Mayors from France to attend ‘sister cities’ conference

"Israel-France Conference" to take place in Haifa; French Ambassador Bigot says cooperation between cities "at the core" of relations.

Jacques Rocca-Serra and Shlomo Buhbut 311 (photo credit: Marc Israel Sellem and Reuters)
Jacques Rocca-Serra and Shlomo Buhbut 311
(photo credit: Marc Israel Sellem and Reuters)
Months after the heavily bronzed and fashionably dressed tourist hordes from France returned home from “le vacance,” a new contingent of Gauls will arrive in Israel this week, to discuss strengthening municipal relations between Israeli and French cities.
Scheduled for October 26- 28 in Haifa, the “Israel- France Conference” will host a delegation of mayors from 22 French cities.
RELATED:French Jews happy about Schalit release, fear price
The conference is the brainchild of Union of Local Authorities head Shlomo Buhbut, who said he believes that “cooperation between local authorities across the world is essential to the functioning and development of local authorities and their residents. No one has a monopoly on wisdom, and sister cities allow for joint study on ecological issues, youth exchanges, improvements in education, culture, and sport... I am pleased with our wide range of cooperation with cities in France, a large, influential country with experience we can learn from.”
The conference comes following the November 2009 France-Israel twin cities gathering where a decision was made to hold such a meeting every two years. According to the conference’s brochure, the event is meant to “renew the connections between authorities in Israel and France, whose cooperation has weakened in recent years, and to strengthen the connections between cities where the ties remain strong.”
Those expected to attend the conference include President Shimon Peres, France’s Head of the Union of Local Authorities Jacques Rocca Serra, and a number of French municipality heads.
Discussions and workshops will take place on bilateral relations between Israeli and French sister cities, the role of local authorities in promoting tourism, how local authorities can address the concerns and demands of the young people living in the municipalities and how sports and culture can bridge gaps between people.
In a press release issued in late September, French Ambassador Christophe Bigot said “cooperation between French and Israeli cities is at the core of Israel-France relations, because of the human and national connections that it produces. Connections are formed in culture, trade, community, youth, and elsewhere.”
He added that such ties “forge real, strong connections between the two peoples regardless of the changing political events that surround them.”
Speaking at the Union of Local Authorities offices in Tel Aviv last week, Ruth Wasserman, head of the union’s international division, said that the conference is part of efforts that include “looking at the basic needs of people and the mayors in their municipalities and trying to see how the toolbox of international relations can help promote key projects in infrastructure, housing, education, and elsewhere.”
Wasserman expressed her belief that municipality-level politics can succeed where national politics and diplomacy fail, saying that her department is devoted to “finding the niches in the region where the central government has more difficulty in moving forward and the local mayors have more influence and more value.”
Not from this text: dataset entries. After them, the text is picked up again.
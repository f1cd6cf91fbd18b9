//! In-memory stores for testing the reconciliation without a Kubernetes cluster

use std::{
    collections::{BTreeMap, BTreeSet},
    sync::Mutex,
};

use async_trait::async_trait;
use snafu::IntoError;
use stackable_operator::{
    k8s_openapi::{
        api::{admissionregistration::v1::MutatingWebhookConfiguration, core::v1::Secret},
        apiextensions_apiserver::pkg::apis::apiextensions::v1::CustomResourceDefinition,
    },
    kube::{
        self, api::entry::CommitError, core::ErrorResponse, runtime::reflector::ObjectRef,
        ResourceExt,
    },
};

use super::{
    CertificateStore, DependentStore, ReplaceCrdSnafu, ReplaceWebhookConfigurationSnafu, Result,
    SaveSecretSnafu,
};
use crate::material::CertificateRecord;

/// Name under which writes of the certificate record are tracked.
pub const SECRET: &str = "secret";

#[derive(Default)]
struct State {
    record: Option<CertificateRecord>,
    crds: BTreeMap<String, CustomResourceDefinition>,
    webhook_configurations: BTreeMap<String, MutatingWebhookConfiguration>,
    failing: BTreeSet<String>,
    writes: Vec<String>,
}

#[derive(Default)]
pub struct MemoryStore {
    state: Mutex<State>,
}

fn injected_failure(name: &str) -> kube::Error {
    kube::Error::Api(ErrorResponse {
        status: "Failure".to_string(),
        message: format!("injected failure for {name}"),
        reason: "InternalError".to_string(),
        code: 500,
    })
}

impl MemoryStore {
    pub fn with_record(self, record: CertificateRecord) -> Self {
        self.state.lock().unwrap().record = Some(record);
        self
    }

    pub fn with_crd(self, crd: CustomResourceDefinition) -> Self {
        self.state.lock().unwrap().crds.insert(crd.name_any(), crd);
        self
    }

    pub fn with_webhook_configuration(self, config: MutatingWebhookConfiguration) -> Self {
        self.state
            .lock()
            .unwrap()
            .webhook_configurations
            .insert(config.name_any(), config);
        self
    }

    /// Makes every write to an object with this name fail.
    pub fn failing_writes_to(self, name: &str) -> Self {
        self.state.lock().unwrap().failing.insert(name.to_string());
        self
    }

    pub fn record(&self) -> Option<CertificateRecord> {
        self.state.lock().unwrap().record.clone()
    }

    pub fn crd(&self, name: &str) -> CustomResourceDefinition {
        self.state.lock().unwrap().crds[name].clone()
    }

    pub fn webhook_configuration(&self, name: &str) -> MutatingWebhookConfiguration {
        self.state.lock().unwrap().webhook_configurations[name].clone()
    }

    /// Names of all successfully written objects, in write order.
    pub fn writes(&self) -> Vec<String> {
        self.state.lock().unwrap().writes.clone()
    }

    pub fn clear_writes(&self) {
        self.state.lock().unwrap().writes.clear();
    }
}

#[async_trait]
impl CertificateStore for MemoryStore {
    async fn load(&self) -> Result<Option<CertificateRecord>> {
        Ok(self.record())
    }

    async fn save(&self, record: &CertificateRecord) -> Result<()> {
        let mut state = self.state.lock().unwrap();
        if state.failing.contains(SECRET) {
            return Err(SaveSecretSnafu {
                secret: ObjectRef::<Secret>::new(SECRET),
            }
            .into_error(CommitError::Save(injected_failure(SECRET))));
        }
        state.record = Some(record.clone());
        state.writes.push(SECRET.to_string());
        Ok(())
    }
}

#[async_trait]
impl DependentStore for MemoryStore {
    async fn list_crds(&self) -> Result<Vec<CustomResourceDefinition>> {
        Ok(self.state.lock().unwrap().crds.values().cloned().collect())
    }

    async fn get_webhook_configuration(
        &self,
        name: &str,
    ) -> Result<Option<MutatingWebhookConfiguration>> {
        Ok(self
            .state
            .lock()
            .unwrap()
            .webhook_configurations
            .get(name)
            .cloned())
    }

    async fn replace_crd(&self, crd: &CustomResourceDefinition) -> Result<()> {
        let name = crd.name_any();
        let mut state = self.state.lock().unwrap();
        if state.failing.contains(&name) {
            return Err(ReplaceCrdSnafu {
                crd: ObjectRef::from_obj(crd),
            }
            .into_error(injected_failure(&name)));
        }
        state.crds.insert(name.clone(), crd.clone());
        state.writes.push(name);
        Ok(())
    }

    async fn replace_webhook_configuration(
        &self,
        config: &MutatingWebhookConfiguration,
    ) -> Result<()> {
        let name = config.name_any();
        let mut state = self.state.lock().unwrap();
        if state.failing.contains(&name) {
            return Err(ReplaceWebhookConfigurationSnafu {
                config: ObjectRef::from_obj(config),
            }
            .into_error(injected_failure(&name)));
        }
        state
            .webhook_configurations
            .insert(name.clone(), config.clone());
        state.writes.push(name);
        Ok(())
    }
}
Wasserman, who said “it’s no secret that Israel’s perception in Europe is complex,” described local municipalities as being a branch of the state that can maintain ties with other countries on the local level even when on the national and diplomatic level ties have soured.
She mentioned in particular what she said are ongoing “people-to-people” projects with local municipalities in Turkey, that advance issues like tourism and cultural exchanges, even while the ties between Ankara and Jerusalem are at an all-time low.
Wasserman appears to view the international branch of the Union as having the potential to forge ties where official diplomacy has failed, describing how cooperation between local municipalities has forged ties between Israel and the Palestinian Authority, and Israeli municipal leaders and their counterparts in Morocco and Turkey.
She also described how the union has launched a forum to increase cooperation between Israeli and Palestinian municipality heads, saying “we have also formed a forum for encouraging Israeli mayors to cooperate with Palestinian mayors, not for dialogue and humous, but for real concrete visible and feasible projects on the ground whose benefit is for the people.”